東京為替見通し=手控えムードの中、各種報道に神経質な展開となるか

 17日のニューヨーク外国為替市場で、ドル円は、米国とイランの対立激化でリスク警戒感が高まる中で「有事のドル買い」も根強く、一時162.52円と日通し高値を更新。ただ、今週の重要イベントを通過したことで方向感が出にくい面もあったようで、NY時間の安値は162.30円で値幅は22銭程度と小動きだった。ユーロドルは、1.1425ドルと欧州時間に付けた日通し安値に面合わせしたところから、米長期金利の低下に伴うユーロ買い・ドル売りが入ると1.1444ドル付近まで下げ渋ったものの、上値が重くなった。

 本日の東京外国為替市場のドル円は、東京市場が休場のため閑散取引が予想される中、イラン情勢関連のヘッドラインや21日公表予定の「骨太の方針」最終案に関する報道に注意する展開となるだろう。

 まずイラン情勢について、米軍はイランへの攻撃を継続しているほか、イランはクウェートやバーレーン、ヨルダンにある米空軍基地を攻撃するなど、情勢は混迷を深めている。戦火が拡大する場面ではリスク回避ムードが強まることが予想され、原油価格やドルに上昇圧力が掛かりやすいと見る。特に東京市場は本邦勢が不在ということもあり、流動性の薄い中で値が飛びやすい展開が想定される点に注意したい。

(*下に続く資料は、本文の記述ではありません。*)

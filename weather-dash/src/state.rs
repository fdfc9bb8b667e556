//! Application state - single source of truth

use schemars::JsonSchema;
use serde::{Deserialize, Serialize};

use crate::error::DashError;
use crate::i18n::DisplayPrefs;
use crate::model::{LocationCandidate, WeatherSnapshot};

/// Suggestions are requested once the query reaches this many characters
pub const MIN_SUGGEST_CHARS: usize = 3;

/// Delay before a suggestion request fires
pub const SUGGEST_DEBOUNCE_MS: u64 = 300;

/// Spinner timing while a request is in flight
pub const SPINNER_TICK_MS: u64 = 80;
pub const SPINNER: [&str; 8] = ["⣾", "⣽", "⣻", "⢿", "⡿", "⣟", "⣯", "⣷"];

/// Dashboard lifecycle: Idle → Searching → Resolved | Error
#[derive(Clone, Copy, Debug, Default, PartialEq, Eq, Serialize, Deserialize, JsonSchema)]
pub enum Phase {
    #[default]
    Idle,
    Searching,
    Resolved,
    Error,
}

/// Application state - everything the UI needs to render
#[derive(Clone, Debug, tui_dispatch::DebugState, Serialize, Deserialize, JsonSchema)]
#[serde(default)]
pub struct AppState {
    // --- Dashboard ---
    /// Location text shown in the search bar
    #[debug(section = "Dashboard", label = "Location")]
    pub display_text: String,

    #[debug(section = "Dashboard", label = "Phase", debug_fmt)]
    pub phase: Phase,

    /// Latest complete snapshot; kept when a later fetch fails
    #[debug(section = "Dashboard", label = "Snapshot", debug_fmt)]
    pub snapshot: Option<WeatherSnapshot>,

    #[debug(section = "Dashboard", label = "Error", debug_fmt)]
    pub error: Option<DashError>,

    /// A geocode or locate step is pending; weather results until then are stale
    #[debug(section = "Dashboard", label = "Resolving")]
    pub resolving: bool,

    /// Forecast and air-quality panels visible
    #[debug(section = "Display", label = "Expanded")]
    pub expanded: bool,

    #[debug(section = "Display", label = "Prefs", debug_fmt)]
    pub prefs: DisplayPrefs,

    // --- Animation internals (skipped) ---
    #[debug(skip)]
    pub tick_count: u32,

    // --- Search mode (skipped) ---
    /// Whether search overlay is open
    #[debug(skip)]
    pub search_mode: bool,

    /// Current search query
    #[debug(skip)]
    pub search_query: String,

    /// Suggestions for the current query
    #[debug(skip)]
    pub suggestions: Vec<LocationCandidate>,

    /// Highlighted suggestion; `None` means Enter searches the raw text
    #[debug(skip)]
    pub suggestion_selected: Option<usize>,
}

impl AppState {
    pub fn new(prefs: DisplayPrefs) -> Self {
        Self {
            display_text: String::new(),
            phase: Phase::Idle,
            snapshot: None,
            error: None,
            resolving: false,
            expanded: false,
            prefs,
            tick_count: 0,
            search_mode: false,
            search_query: String::new(),
            suggestions: Vec::new(),
            suggestion_selected: None,
        }
    }

    pub fn is_loading(&self) -> bool {
        self.phase == Phase::Searching
    }

    /// Enter `Searching`: loading on, previous error cleared
    pub fn begin_search(&mut self) {
        self.phase = Phase::Searching;
        self.error = None;
        self.resolving = false;
        self.tick_count = 0;
    }

    /// Enter `Searching` with coordinates still to be resolved
    pub fn begin_resolve(&mut self) {
        self.begin_search();
        self.resolving = true;
    }

    /// Accept a geocode/locate result only for the pending cycle
    pub fn finish_resolve(&mut self) -> bool {
        if !self.is_loading() || !self.resolving {
            return false;
        }
        self.resolving = false;
        true
    }

    pub fn fail(&mut self, error: DashError) {
        self.phase = Phase::Error;
        self.error = Some(error);
        self.resolving = false;
    }

    pub fn clear_suggestions(&mut self) {
        self.suggestions.clear();
        self.suggestion_selected = None;
    }

    pub fn spinner_frame(&self) -> &'static str {
        SPINNER[self.tick_count as usize % SPINNER.len()]
    }
}

impl Default for AppState {
    fn default() -> Self {
        Self::new(DisplayPrefs::default())
    }
}
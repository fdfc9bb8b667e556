//! Display preferences: language and theme
//!
//! Held by [`crate::state::AppState`] and passed explicitly to the API layer
//! (language) and the components (theme).

use ratatui::style::Color;
use schemars::JsonSchema;
use serde::{Deserialize, Serialize};

#[derive(
    Clone, Copy, Debug, Default, PartialEq, Eq, Serialize, Deserialize, JsonSchema, clap::ValueEnum,
)]
#[serde(rename_all = "lowercase")]
pub enum Language {
    #[default]
    En,
    Hi,
    Bn,
    Te,
    Mr,
    Ta,
    Ur,
    Gu,
    Kn,
    Ml,
    Pa,
}

impl Language {
    pub const ALL: [Language; 11] = [
        Language::En,
        Language::Hi,
        Language::Bn,
        Language::Te,
        Language::Mr,
        Language::Ta,
        Language::Ur,
        Language::Gu,
        Language::Kn,
        Language::Ml,
        Language::Pa,
    ];

    /// ISO 639-1 code sent to providers
    pub fn code(&self) -> &'static str {
        match self {
            Language::En => "en",
            Language::Hi => "hi",
            Language::Bn => "bn",
            Language::Te => "te",
            Language::Mr => "mr",
            Language::Ta => "ta",
            Language::Ur => "ur",
            Language::Gu => "gu",
            Language::Kn => "kn",
            Language::Ml => "ml",
            Language::Pa => "pa",
        }
    }

    pub fn name(&self) -> &'static str {
        match self {
            Language::En => "English",
            Language::Hi => "Hindi",
            Language::Bn => "Bengali",
            Language::Te => "Telugu",
            Language::Mr => "Marathi",
            Language::Ta => "Tamil",
            Language::Ur => "Urdu",
            Language::Gu => "Gujarati",
            Language::Kn => "Kannada",
            Language::Ml => "Malayalam",
            Language::Pa => "Punjabi",
        }
    }

    pub fn next(&self) -> Self {
        let idx = Self::ALL.iter().position(|l| l == self).unwrap_or(0);
        Self::ALL[(idx + 1) % Self::ALL.len()]
    }
}

/// Scoped language/theme settings owned by the dashboard
#[derive(Clone, Copy, Debug, Default, PartialEq, Serialize, Deserialize, JsonSchema)]
pub struct DisplayPrefs {
    pub language: Language,
    pub dark_mode: bool,
}

impl DisplayPrefs {
    pub fn theme(&self) -> Theme {
        if self.dark_mode {
            Theme::DARK
        } else {
            Theme::LIGHT
        }
    }
}

#[derive(Clone, Copy, Debug, PartialEq)]
pub struct Theme {
    pub bg: Color,
    pub fg: Color,
    pub muted: Color,
    pub accent: Color,
    pub border: Color,
}

impl Theme {
    pub const LIGHT: Theme = Theme {
        bg: Color::Reset,
        fg: Color::Reset,
        muted: Color::DarkGray,
        accent: Color::Cyan,
        border: Color::Gray,
    };

    pub const DARK: Theme = Theme {
        bg: Color::Rgb(24, 24, 32),
        fg: Color::Rgb(220, 220, 230),
        muted: Color::Rgb(120, 120, 140),
        accent: Color::Rgb(130, 170, 255),
        border: Color::Rgb(60, 60, 80),
    };
}
use ratatui::{
    Frame,
    layout::{Constraint, Layout, Rect},
    style::{Color, Modifier, Style},
    text::{Line, Span},
    widgets::{Block, BorderType, Borders, Paragraph},
};

use super::Component;
use crate::action::Action;
use crate::i18n::Theme;
use crate::model::{DailyPoint, HourlyPoint};

const BAR_WIDTH: usize = 14;
const RAIN: Color = Color::Rgb(90, 160, 230);

pub struct ForecastPanel;

pub struct ForecastPanelProps<'a> {
    pub daily: &'a [DailyPoint],
    pub hourly: &'a [HourlyPoint],
    pub theme: Theme,
}

impl Component<Action> for ForecastPanel {
    type Props<'a> = ForecastPanelProps<'a>;

    fn render(&mut self, frame: &mut Frame, area: Rect, props: Self::Props<'_>) {
        let chunks = Layout::horizontal([Constraint::Percentage(50), Constraint::Percentage(50)])
            .split(area);

        let temps: Vec<f64> = props.daily.iter().map(|d| d.temperature).collect();
        let daily_lines: Vec<Line> = props
            .daily
            .iter()
            .map(|d| series_line(&d.day, d.temperature, d.precipitation, &temps, props.theme))
            .collect();
        frame.render_widget(
            Paragraph::new(daily_lines).block(panel_block("Daily", props.theme)),
            chunks[0],
        );

        // Only as many hours as fit
        let rows = chunks[1].height.saturating_sub(2) as usize;
        let temps: Vec<f64> = props.hourly.iter().map(|h| h.temperature).collect();
        let hourly_lines: Vec<Line> = props
            .hourly
            .iter()
            .take(rows)
            .map(|h| {
                series_line(
                    &format!("{}h", h.time),
                    h.temperature,
                    h.precipitation,
                    &temps,
                    props.theme,
                )
            })
            .collect();
        frame.render_widget(
            Paragraph::new(hourly_lines).block(panel_block("Hourly", props.theme)),
            chunks[1],
        );
    }
}

pub(crate) fn panel_block(title: &str, theme: Theme) -> Block<'_> {
    Block::default()
        .borders(Borders::ALL)
        .border_type(BorderType::Rounded)
        .title(format!(" {title} "))
        .style(Style::default().bg(theme.bg).fg(theme.fg))
        .border_style(Style::default().fg(theme.border))
}

/// Filled cells for `value` on a min..max scale
fn bar_cells(value: f64, values: &[f64]) -> usize {
    let min = values.iter().copied().fold(f64::INFINITY, f64::min);
    let max = values.iter().copied().fold(f64::NEG_INFINITY, f64::max);
    if !min.is_finite() || !max.is_finite() {
        return 0;
    }
    let span = max - min;
    let ratio = if span <= f64::EPSILON {
        1.0
    } else {
        (value - min) / span
    };
    // At least one cell so the coldest row is still visible
    ((ratio * (BAR_WIDTH - 1) as f64).round() as usize + 1).min(BAR_WIDTH)
}

fn temperature_color(t: f64) -> Color {
    match t {
        t if t < 0.0 => Color::Rgb(150, 200, 255),
        t if t < 15.0 => Color::Rgb(100, 180, 255),
        t if t < 25.0 => Color::Rgb(100, 200, 150),
        t if t < 35.0 => Color::Rgb(255, 180, 80),
        _ => Color::Rgb(255, 80, 70),
    }
}

fn series_line(
    label: &str,
    temperature: f64,
    precipitation: f64,
    temps: &[f64],
    theme: Theme,
) -> Line<'static> {
    let filled = bar_cells(temperature, temps);
    let bar_color = temperature_color(temperature);
    Line::from(vec![
        Span::styled(format!("{label:<4} "), Style::default().fg(theme.muted)),
        Span::styled(
            "█".repeat(filled),
            Style::default().fg(bar_color).add_modifier(Modifier::BOLD),
        ),
        Span::styled(
            "░".repeat(BAR_WIDTH - filled),
            Style::default().fg(theme.muted),
        ),
        Span::styled(format!(" {temperature:>5.1}°C"), Style::default().fg(theme.fg)),
        Span::styled(format!("  {precipitation:>3.0}%"), Style::default().fg(RAIN)),
    ])
}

 ドル円が163円台に向けて上値を伸ばす場面では、否応なく円買い介入への警戒感も高まることとなる。不意の急落への備えは怠らないようにしたい。

 ドル円はテクニカル面では三角保合を形成しており、上限は本日162.50円処に位置している。前週後半の上値を抑えた水準であり突破に際し抵抗が予想されるも、突破すると1日高値162.84円や、その先にある163円の大台を意識して上値を試す展開が想定される。ただし、本日162.20円に位置する保合下限を割り込む場合は、下値模索の機運が高まる展開もあり得る。

 また、同日の閣議で予定されている「骨太の方針」最終案の閣議決定を前に、関連報道にも気を配りたい。特に、日銀の独立性を左右するような内容が伝えられた場合は為替相場に影響を及ぼしそうだ。そのほか、足元の本邦長期金利の上昇が積極財政による財源問題である点を踏まえると、この点についての観測報道にも注意したい。